=== SOURCE DATA ===

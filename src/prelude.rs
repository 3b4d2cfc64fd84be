//! Confidential Prelude
//!
//! The prelude module provides a convenient way to import commonly used types and traits.
//!
//! # Example
//!
//! ```rust
//! use az_confidential::prelude::*;
//!
//! # fn example(pem: &[u8]) -> Result<(), ConfidentialError> {
//! let helper = ConfidentialDataHelper::<String>::new(ConfidentialObjectType::KeyVaultSecret);
//! let params = ContentWrappingParams::from_public_key_pem(pem)?
//!     .num_uses(3)
//!     .placement_label("az-c-keyvault://vault-a@secrets=db-password");
//! let exported = helper.export(&"hunter2".to_string(), &params)?;
//! println!("{}", exported.armored);
//! # Ok(())
//! # }
//! ```

// Re-export core types
pub use crate::config::{ConstraintMode, ProviderConfig};
pub use crate::coordinate::{
    AzKeyVaultObjectCoordinate, AzKeyVaultObjectVersionedCoordinate, ObjectType,
    WrappingKeyCoordinate,
};
pub use crate::diagnostics::{Diagnostic, Diagnostics, Severity};
pub use crate::envelope::{decrypt_envelope, encrypt_envelope};
pub use crate::factory::{AzClientsFactory, DefaultClientsFactory};
pub use crate::lifecycle::{
    ConfidentialMaterial, ConfidentialResource, ReadResult, ReadUpdate, ResourceExistence,
    ResourceResponse, Specializer,
};
pub use crate::model::{
    ConfidentialDataHeader, ConfidentialDataHelper, ConfidentialObjectType, ConfidentialValue,
    ContentWrappingParams,
};
pub use crate::policy::SecondaryProtectionParameters;
pub use crate::ports::{KeyVaultObjectClient, RsaDecrypter, RsaPrivateKeyDecrypter};
pub use crate::specializers::{
    KeyVaultKeySpecializer, KeyVaultObjectModel, KeyVaultSecretSpecializer,
};
pub use crate::tracking::{InMemoryObjectTracker, ObjectTracker, UseReservation};
pub use crate::ConfidentialError;

// Re-export protocol types
pub use confidential_protocol::{armor_envelope, dearmor_envelope, Envelope};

===

__WHAT YOU ARE ASKED TO DO__.
Only the count should be given: the number of lines in the entries above containing the word "ConfidentialError".

__THE COMPLETED TASK__.
2